Decoy you're sure right about the spending. If I remember right, you and I are both small business men, and I suspect both of us like to use profits to pay off debt, add to savings, ok, maybe splurge once in a while. 
It is a little horrifying to see our kids in DC, whiz away our profits on every new toy they can find. 
The legislature looks like a bunch of eight year olds with a pocket full of Daddy's money in a candy store.


----------



## DecoyDummy (May 25, 2005)

As our founders could see 230 years ago...

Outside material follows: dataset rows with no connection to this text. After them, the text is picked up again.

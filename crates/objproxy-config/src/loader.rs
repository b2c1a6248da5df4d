//! Loading: file (or defaults), then environment overrides, then validation.

use crate::config::{Config, StorageBackend};
use crate::error::{ConfigError, ConfigResult};
use std::path::{Path, PathBuf};
use tracing::debug;

/// Config file consulted when no explicit path is given.
pub const DEFAULT_CONFIG_PATH: &str = "/etc/objproxy/objproxy.toml";

pub const ENV_SOCKET: &str = "OBJPROXY_SOCKET";
pub const ENV_STAT_PORT: &str = "OBJPROXY_STAT_PORT";
pub const ENV_LOG_PATH: &str = "OBJPROXY_LOG_PATH";
pub const ENV_NOTIFY_SOCKET: &str = "NOTIFY_SOCKET";

impl Config {
    /// Load configuration.
    ///
    /// An explicit `path` must exist. Without one, [`DEFAULT_CONFIG_PATH`] is
    /// used if present, otherwise built-in defaults.
    pub fn load(path: Option<&Path>) -> ConfigResult<Self> {
        let mut config = match path {
            Some(path) => Self::from_file(path)?,
            None => {
                let default_path = Path::new(DEFAULT_CONFIG_PATH);
                if default_path.exists() {
                    Self::from_file(default_path)?
                } else {
                    debug!("No config file at {}, using defaults", DEFAULT_CONFIG_PATH);
                    Self::default()
                }
            }
        };

        config.apply_env_overrides()?;
        config.validate()?;
        Ok(config)
    }

    pub fn from_file(path: &Path) -> ConfigResult<Self> {
        let content = std::fs::read_to_string(path).map_err(|source| ConfigError::Io {
            path: path.to_path_buf(),
            source,
        })?;
        debug!("Loaded config file {}", path.display());
        Self::from_toml_str(&content)
    }

    pub fn from_toml_str(content: &str) -> ConfigResult<Self> {
        Ok(toml::from_str(content)?)
    }

    /// Override file values from `OBJPROXY_*` environment variables.
    pub fn apply_env_overrides(&mut self) -> ConfigResult<()> {
        if let Ok(path) = std::env::var(ENV_SOCKET) {
            self.daemon.socket_path = PathBuf::from(path);
        }
        if let Ok(port) = std::env::var(ENV_STAT_PORT) {
            self.daemon.stat_port = port.parse().map_err(|_| {
                ConfigError::Invalid(format!("{} is not a valid port: {:?}", ENV_STAT_PORT, port))
            })?;
        }
        if let Ok(path) = std::env::var(ENV_LOG_PATH) {
            self.daemon.log_path = Some(PathBuf::from(path));
        }
        Ok(())
    }

    pub fn validate(&self) -> ConfigResult<()> {
        if self.daemon.socket_path.as_os_str().is_empty() {
            return Err(ConfigError::Invalid("daemon.socket_path is empty".into()));
        }
        if self.supervisor.heartbeat_interval_secs == 0 {
            return Err(ConfigError::Invalid(
                "supervisor.heartbeat_interval_secs must be greater than zero".into(),
            ));
        }
        if self.storage.backend == StorageBackend::S3 && self.storage.bucket.is_none() {
            return Err(ConfigError::Invalid(
                "storage.bucket is required for the s3 backend".into(),
            ));
        }
        Ok(())
    }
}

impl crate::config::SupervisorConfig {
    /// Configured notification socket, or `NOTIFY_SOCKET` from the environment.
    pub fn notify_socket_path(&self) -> Option<PathBuf> {
        self.notify_socket
            .clone()
            .or_else(|| std::env::var_os(ENV_NOTIFY_SOCKET).map(PathBuf::from))
    }
}
//! Storage collaborators
//!
//! The daemon only ever reads objects by name. Backends:
//! - `fs`: objects are files under a root directory
//! - `memory`: in-process map, for tests and demos
//! - `s3`: S3-compatible object store (feature `s3`)

use async_trait::async_trait;
use objproxy_config::{StorageBackend, StorageConfig};
use std::sync::Arc;
use tokio::io::AsyncRead;

mod fs;
mod memory;
#[cfg(feature = "s3")]
mod s3;

pub use fs::FsStorage;
pub use memory::MemoryStorage;
#[cfg(feature = "s3")]
pub use s3::S3Storage;

/// Byte stream of one object.
pub type ObjectReader = Box<dyn AsyncRead + Send + Unpin>;

pub type StorageResult<T> = Result<T, StorageError>;

#[derive(Debug, thiserror::Error)]
pub enum StorageError {
    #[error("object not found: {0}")]
    NotFound(String),

    #[error("invalid object name: {0:?}")]
    InvalidName(String),

    #[error("storage backend error: {0}")]
    Backend(String),

    #[error("I/O error: {0}")]
    Io(#[from] std::io::Error),
}

/// Read access to an object store.
///
/// Implementations are shared across every connection task and must not
/// assume exclusive access.
#[async_trait]
pub trait StorageReader: Send + Sync {
    /// Open an object for streaming read.
    async fn open_object(&self, name: &str) -> StorageResult<ObjectReader>;
}

/// Build the configured storage collaborator.
pub async fn from_config(config: &StorageConfig) -> StorageResult<Arc<dyn StorageReader>> {
    match config.backend {
        StorageBackend::Fs => Ok(Arc::new(FsStorage::new(&config.root))),
        #[cfg(feature = "s3")]
        StorageBackend::S3 => Ok(Arc::new(S3Storage::new(config).await?)),
        #[cfg(not(feature = "s3"))]
        StorageBackend::S3 => Err(StorageError::Backend(
            "s3 backend requested but objproxy was built without the `s3` feature".into(),
        )),
    }
}

#[cfg(test)]
mod tests {
    use super::*;
    use tempfile::TempDir;
    use tokio::io::AsyncReadExt;

    #[tokio::test]
    async fn test_from_config_fs() {
        let tmp = TempDir::new().unwrap();
        std::fs::write(tmp.path().join("obj"), b"data").unwrap();

        let config = StorageConfig {
            root: tmp.path().to_path_buf(),
            ..StorageConfig::default()
        };
        let storage = from_config(&config).await.unwrap();

        let mut reader = storage.open_object("obj").await.unwrap();
        let mut buf = Vec::new();
        reader.read_to_end(&mut buf).await.unwrap();
        assert_eq!(buf, b"data");
    }
}
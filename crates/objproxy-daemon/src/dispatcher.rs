//! Per-connection request handling.
//!
//! One connection carries exactly one request frame. The dispatcher reads
//! it, routes on the message type, streams the answer and returns; registry
//! bookkeeping stays with the caller.

use crate::crypto::Decrypter;
use crate::registry::{ConnectedClient, OpType};
use crate::storage::{StorageError, StorageReader};
use objproxy_protocol::{
    read_frame, CatRequest, MessageType, ProtocolError, Request, FAILURE_PREFIX,
    WRONG_REQUEST_TYPE,
};
use std::sync::Arc;
use tokio::io::{AsyncRead, AsyncWrite, AsyncWriteExt};
use tracing::debug;

#[derive(Debug, thiserror::Error)]
pub enum DispatchError {
    #[error("protocol error: {0}")]
    Protocol(#[from] ProtocolError),

    #[error("storage error: {0}")]
    Storage(#[from] StorageError),

    #[error("failed to stream object {name}: {source}")]
    Stream {
        name: String,
        #[source]
        source: std::io::Error,
    },

    #[error("I/O error: {0}")]
    Io(#[from] std::io::Error),
}

pub type DispatchResult<T> = Result<T, DispatchError>;

/// Serves single-request connections against the storage and crypto
/// collaborators.
#[derive(Clone)]
pub struct Dispatcher {
    storage: Arc<dyn StorageReader>,
    decrypter: Option<Arc<dyn Decrypter>>,
}

impl Dispatcher {
    pub fn new(storage: Arc<dyn StorageReader>) -> Self {
        Self {
            storage,
            decrypter: None,
        }
    }

    /// Decrypt every object on its way to the client.
    pub fn with_decrypter(mut self, decrypter: Arc<dyn Decrypter>) -> Self {
        self.decrypter = Some(decrypter);
        self
    }

    pub fn decrypts(&self) -> bool {
        self.decrypter.is_some()
    }

    /// Read one request from `conn` and answer it.
    ///
    /// - Malformed frame: nothing is written, the error is returned.
    /// - Unknown message type: the fixed rejection is written, `Ok(())`.
    /// - Storage failure: a readable failure line is written, the error is
    ///   returned.
    pub async fn serve<S>(&self, conn: &mut S, client: &ConnectedClient) -> DispatchResult<()>
    where
        S: AsyncRead + AsyncWrite + Unpin + ?Sized,
    {
        let frame = match read_frame(conn).await {
            Ok(frame) => frame,
            Err(e) => {
                debug!(client_id = %client.id(), error = %e, "failed to read request frame");
                return Err(e.into());
            }
        };

        match Request::from_frame(&frame) {
            Request::Cat(request) => {
                debug!(client_id = %client.id(), msg_type = %MessageType::Cat, "received client request");
                client.set_operation(OpType::Request(MessageType::Cat), request.name.clone());
                self.serve_cat(conn, client, request).await
            }
            Request::Unsupported(tag) => {
                debug!(client_id = %client.id(), tag, "rejecting unsupported request type");
                client.set_operation(OpType::Unsupported(tag), String::new());
                conn.write_all(WRONG_REQUEST_TYPE.as_bytes()).await?;
                conn.shutdown().await?;
                Ok(())
            }
        }
    }

    async fn serve_cat<S>(
        &self,
        conn: &mut S,
        client: &ConnectedClient,
        request: CatRequest,
    ) -> DispatchResult<()>
    where
        S: AsyncRead + AsyncWrite + Unpin + ?Sized,
    {
        debug!(client_id = %client.id(), path = %request.name, "cat object");

        let reader = match self.storage.open_object(&request.name).await {
            Ok(reader) => reader,
            Err(e) => {
                let message = format!("{}{}", FAILURE_PREFIX, e);
                // Best effort; the storage error is what the caller needs.
                let _ = conn.write_all(message.as_bytes()).await;
                let _ = conn.shutdown().await;
                return Err(e.into());
            }
        };

        let mut reader = match &self.decrypter {
            Some(decrypter) => decrypter.decrypt(reader),
            None => reader,
        };

        let copied = tokio::io::copy(&mut reader, conn)
            .await
            .map_err(|source| DispatchError::Stream {
                name: request.name.clone(),
                source,
            })?;
        conn.shutdown().await?;

        debug!(client_id = %client.id(), path = %request.name, bytes = copied, "object streamed");
        Ok(())
    }
}
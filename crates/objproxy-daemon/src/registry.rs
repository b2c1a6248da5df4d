//! Registry of live client connections.
//!
//! Every accepted connection is registered before any bytes are read and
//! removed exactly once when its task finishes. The monitoring listener
//! enumerates the registry to render a snapshot of in-flight work.

use objproxy_protocol::MessageType;
use parking_lot::RwLock;
use std::collections::HashMap;
use std::fmt;
use std::sync::atomic::{AtomicU64, Ordering};
use std::sync::Arc;

/// Counter for generating unique client IDs.
static CLIENT_ID_COUNTER: AtomicU64 = AtomicU64::new(1);

/// Unique identifier for a connected client.
///
/// IDs come from a process-wide atomic counter and are never reused within
/// a daemon process lifetime.
#[derive(Debug, Clone, Copy, PartialEq, Eq, Hash, PartialOrd, Ord)]
pub struct ClientId(u64);

impl ClientId {
    /// Create a new unique client ID.
    pub fn new() -> Self {
        Self(CLIENT_ID_COUNTER.fetch_add(1, Ordering::Relaxed))
    }

    /// Get the raw ID value.
    pub fn as_u64(&self) -> u64 {
        self.0
    }
}

impl Default for ClientId {
    fn default() -> Self {
        Self::new()
    }
}

impl fmt::Display for ClientId {
    fn fmt(&self, f: &mut fmt::Formatter<'_>) -> fmt::Result {
        write!(f, "{}", self.0)
    }
}

/// What a client is currently doing.
#[derive(Debug, Clone, Copy, PartialEq, Eq)]
pub enum OpType {
    /// Connected, request not parsed yet.
    Idle,
    Request(MessageType),
    /// Sent a tag outside the known message types.
    Unsupported(u8),
}

impl fmt::Display for OpType {
    fn fmt(&self, f: &mut fmt::Formatter<'_>) -> fmt::Result {
        match self {
            OpType::Idle => f.write_str("IDLE"),
            OpType::Request(message_type) => write!(f, "{}", message_type),
            OpType::Unsupported(tag) => write!(f, "UNSUPPORTED({})", tag),
        }
    }
}

/// Point-in-time view of one client.
#[derive(Debug, Clone, PartialEq, Eq)]
pub struct ClientRecord {
    pub id: ClientId,
    pub op_type: OpType,
    /// Object name being operated on; empty until known.
    pub external_path: String,
}

#[derive(Debug)]
struct ClientState {
    op_type: OpType,
    external_path: String,
}

/// A registered connection.
///
/// Shared between the registry (for enumeration) and the connection task
/// (which records the operation once the request is parsed). The
/// connection's byte stream is not owned here.
#[derive(Debug)]
pub struct ConnectedClient {
    id: ClientId,
    state: RwLock<ClientState>,
}

impl ConnectedClient {
    pub fn new() -> Self {
        Self::with_id(ClientId::new())
    }

    pub fn with_id(id: ClientId) -> Self {
        Self {
            id,
            state: RwLock::new(ClientState {
                op_type: OpType::Idle,
                external_path: String::new(),
            }),
        }
    }

    pub fn id(&self) -> ClientId {
        self.id
    }

    /// Record the in-flight operation. Both fields change under one lock so
    /// readers never see a half-updated record.
    pub fn set_operation(&self, op_type: OpType, external_path: impl Into<String>) {
        let mut state = self.state.write();
        state.op_type = op_type;
        state.external_path = external_path.into();
    }

    pub fn record(&self) -> ClientRecord {
        let state = self.state.read();
        ClientRecord {
            id: self.id,
            op_type: state.op_type,
            external_path: state.external_path.clone(),
        }
    }
}

impl Default for ConnectedClient {
    fn default() -> Self {
        Self::new()
    }
}

/// Concurrency-safe map of live clients.
///
/// Mutations take the write lock; enumeration copies a snapshot under the
/// read lock and visits it after the lock is released, so a slow visitor
/// never blocks inserts or removals.
///
/// # Example
///
/// ```
/// use objproxy_daemon::registry::{ClientRegistry, OpType};
/// use objproxy_protocol::MessageType;
///
/// let registry = ClientRegistry::new();
/// let client = registry.register();
/// client.set_operation(OpType::Request(MessageType::Cat), "backup/chunk1");
///
/// assert_eq!(registry.snapshot().len(), 1);
/// assert!(registry.remove(client.id()).is_some());
/// assert!(registry.is_empty());
/// ```
#[derive(Debug, Default)]
pub struct ClientRegistry {
    clients: RwLock<HashMap<ClientId, Arc<ConnectedClient>>>,
}

impl ClientRegistry {
    pub fn new() -> Self {
        Self::default()
    }

    /// Register a new idle client with a fresh ID.
    pub fn register(&self) -> Arc<ConnectedClient> {
        let client = Arc::new(ConnectedClient::new());
        self.insert(client.clone());
        client
    }

    /// Insert an already-constructed client.
    ///
    /// Returns the previous entry if one with the same ID was present.
    pub fn insert(&self, client: Arc<ConnectedClient>) -> Option<Arc<ConnectedClient>> {
        self.clients.write().insert(client.id(), client)
    }

    /// Remove a client by ID, returning its final record.
    ///
    /// `None` means the ID was not registered; callers treat that as an
    /// anomaly to log, not a failure.
    pub fn remove(&self, id: ClientId) -> Option<ClientRecord> {
        let client = self.clients.write().remove(&id)?;
        Some(client.record())
    }

    pub fn get(&self, id: ClientId) -> Option<ClientRecord> {
        self.clients.read().get(&id).map(|client| client.record())
    }

    /// Copy every current record.
    pub fn snapshot(&self) -> Vec<ClientRecord> {
        self.clients
            .read()
            .values()
            .map(|client| client.record())
            .collect()
    }

    /// Visit a snapshot of all records in unspecified order.
    ///
    /// The first visitor error stops the enumeration and is returned. The
    /// registry itself is not affected.
    pub fn for_each<E, F>(&self, mut visitor: F) -> Result<(), E>
    where
        F: FnMut(&ClientRecord) -> Result<(), E>,
    {
        for record in self.snapshot() {
            visitor(&record)?;
        }
        Ok(())
    }

    pub fn len(&self) -> usize {
        self.clients.read().len()
    }

    pub fn is_empty(&self) -> bool {
        self.clients.read().is_empty()
    }
}
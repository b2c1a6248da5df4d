//! objproxy daemon
//!
//! Serves named objects from a storage backend over a local Unix socket,
//! one request per connection, with an optional decryption stage and a
//! plaintext monitoring listener that lists in-flight clients.

pub mod crypto;
pub mod dispatcher;
pub mod lifecycle;
pub mod logging;
pub mod monitor;
pub mod notifier;
pub mod registry;
pub mod server;
pub mod storage;

pub use crypto::{seal, CryptoError, Decrypter, SealedStreamDecrypter};
pub use dispatcher::{DispatchError, DispatchResult, Dispatcher};
pub use lifecycle::{run_until_shutdown, spawn_signal_listener, LifecycleEvent};
pub use logging::{LogFile, LogHandle};
pub use monitor::render_snapshot;
pub use notifier::Notifier;
pub use registry::{ClientId, ClientRecord, ClientRegistry, ConnectedClient, OpType};
pub use server::{Daemon, ServerConfig};
pub use storage::{FsStorage, MemoryStorage, ObjectReader, StorageError, StorageReader};
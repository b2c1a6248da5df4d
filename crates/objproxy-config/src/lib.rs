//! # objproxy configuration
//!
//! Typed configuration for the objproxy daemon, loaded from a TOML file and
//! then overridden from the environment.
//!
//! ```rust,no_run
//! use objproxy_config::Config;
//!
//! let config = Config::load(None)?;
//! println!("listening on {}", config.daemon.socket_path.display());
//! # Ok::<(), objproxy_config::ConfigError>(())
//! ```

mod config;
mod error;
mod loader;

pub use config::*;
pub use error::{ConfigError, ConfigResult};
pub use loader::{DEFAULT_CONFIG_PATH, ENV_LOG_PATH, ENV_NOTIFY_SOCKET, ENV_SOCKET, ENV_STAT_PORT};
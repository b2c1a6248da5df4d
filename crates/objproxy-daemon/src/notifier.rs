//! Readiness and liveness notifications for an external supervisor.
//!
//! Speaks the sd_notify datagram protocol: `READY=1` once at startup,
//! `WATCHDOG=1` on every heartbeat, `STOPPING=1` on shutdown.

use objproxy_config::SupervisorConfig;
use std::io;
use std::os::unix::net::UnixDatagram;
use std::path::Path;
use tracing::{debug, warn};

pub struct Notifier {
    socket: Option<UnixDatagram>,
}

impl Notifier {
    /// A notifier that sends nothing.
    pub fn disabled() -> Self {
        Self { socket: None }
    }

    /// Connect to the supervisor socket at `path`.
    ///
    /// A leading `@` names a Linux abstract socket.
    pub fn connect(path: &Path) -> io::Result<Self> {
        let socket = UnixDatagram::unbound()?;
        connect_socket(&socket, path)?;
        debug!(path = %path.display(), "connected to supervisor notify socket");
        Ok(Self {
            socket: Some(socket),
        })
    }

    /// Build the notifier from supervisor settings.
    ///
    /// No socket configured yields a disabled notifier. A socket that cannot
    /// be reached is an error only in strict mode.
    pub fn from_config(config: &SupervisorConfig) -> io::Result<Self> {
        let Some(path) = config.notify_socket_path() else {
            return Ok(Self::disabled());
        };
        match Self::connect(&path) {
            Ok(notifier) => Ok(notifier),
            Err(e) if !config.strict => {
                warn!(path = %path.display(), error = %e, "supervisor notifications disabled");
                Ok(Self::disabled())
            }
            Err(e) => Err(e),
        }
    }

    pub fn is_enabled(&self) -> bool {
        self.socket.is_some()
    }

    pub fn ready(&self) -> io::Result<()> {
        self.send("READY=1")
    }

    pub fn watchdog(&self) -> io::Result<()> {
        self.send("WATCHDOG=1")
    }

    pub fn stopping(&self) -> io::Result<()> {
        self.send("STOPPING=1")
    }

    fn send(&self, state: &str) -> io::Result<()> {
        match &self.socket {
            Some(socket) => socket.send(state.as_bytes()).map(|_| ()),
            None => Ok(()),
        }
    }
}

#[cfg(target_os = "linux")]
fn connect_socket(socket: &UnixDatagram, path: &Path) -> io::Result<()> {
    use std::os::linux::net::SocketAddrExt;
    use std::os::unix::ffi::OsStrExt;
    use std::os::unix::net::SocketAddr;

    match path.as_os_str().as_bytes().strip_prefix(b"@") {
        Some(name) => socket.connect_addr(&SocketAddr::from_abstract_name(name)?),
        None => socket.connect(path),
    }
}

#[cfg(not(target_os = "linux"))]
fn connect_socket(socket: &UnixDatagram, path: &Path) -> io::Result<()> {
    socket.connect(path)
}

#[cfg(test)]
mod tests {
    use super::*;
    use tempfile::TempDir;

    #[test]
    fn test_disabled_is_noop() {
        let notifier = Notifier::disabled();
        assert!(!notifier.is_enabled());
        notifier.ready().unwrap();
        notifier.watchdog().unwrap();
    }

    #[test]
    fn test_sends_states() {
        let tmp = TempDir::new().unwrap();
        let path = tmp.path().join("notify.sock");
        let supervisor = UnixDatagram::bind(&path).unwrap();

        let notifier = Notifier::connect(&path).unwrap();
        notifier.ready().unwrap();
        notifier.watchdog().unwrap();

        let mut buf = [0u8; 64];
        let n = supervisor.recv(&mut buf).unwrap();
        assert_eq!(&buf[..n], b"READY=1");
        let n = supervisor.recv(&mut buf).unwrap();
        assert_eq!(&buf[..n], b"WATCHDOG=1");
    }

    #[test]
    fn test_connect_missing_socket_fails() {
        let tmp = TempDir::new().unwrap();
        assert!(Notifier::connect(&tmp.path().join("absent.sock")).is_err());
    }

    #[test]
    fn test_from_config_strict_mode() {
        let tmp = TempDir::new().unwrap();
        let mut config = SupervisorConfig {
            notify_socket: Some(tmp.path().join("absent.sock")),
            ..SupervisorConfig::default()
        };

        let lenient = Notifier::from_config(&config).unwrap();
        assert!(!lenient.is_enabled());

        config.strict = true;
        assert!(Notifier::from_config(&config).is_err());
    }
}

---------------------------------------------------------------------------------

"When the people find that they can vote themselves money, that will herald the end of the republic."
-- Benjamin Franklin

"A democracy cannot exist as a permanent form of government. It can only exist until the voters discover that they can vote themselves largesse from the public treasury. From that moment on, the majority always votes for the candidates promising the most benefits from the public treasury, with the result that a democracy always collapses over loose fiscal policy, always followed by a dictatorship."
-- Alexander Tytler

-------------------------------------------------------------------------------

Clearly not a situation folks didn't predict.


----------



## Bobm (Aug 26, 2003)

The problem is that when a president like kennedy , reagan or bush do the right thing and cut taxes,( which everytime its tried raises revenue to the govt.)

Our wonderful congress spends the additional money that the feds take in like drug addicts. and the sad thing is it doesn't matter, dems or repubs, they spend spend spend always in an effort to buy political support the long term health of the country be damned.


----------



## Gohon (Feb 14, 2005)

I see where the President is once again asking for the line item veto to curb spending. I've never been a big fan of this as it seemed to put to much power in one persons hands. However my understanding of the request now in it's present form is when the President red lines a item, that item is returned to the congress for a up or down vote. This may not be such a bad thing after all.


----------



## R y a n (Apr 4, 2005)

Gohon said:


> I see where the President is once again asking for the line item veto to curb spending. I've never been a big fan of this as it seemed to put to much power in one persons hands. However my understanding of the request now in it's present form is when the President red lines a item, that item is returned to the congress for a up or down vote. This may not be such a bad thing after all.


Wow now if that is the new proposed conditions for a new line item veto, that is incredible! Bush should have proposed that a loonnngggg time ago. It provides for a great check/balance of the power, and will drastically allow some of the pork to be removed from bills. A senator will not be able to slide something in under his committee's bills.

I can see this still getting squashed by senators that like the ability to add pork, but under the guise of "Not giving the president so much power", when in reality they are worried about not getting their pet projects funded.

Ryan


----------



## DecoyDummy (May 25, 2005)

I would hope the "up or down vote" would require the same percentage as any other "veto" in order to over-ride the Presidents "displeasure."


----------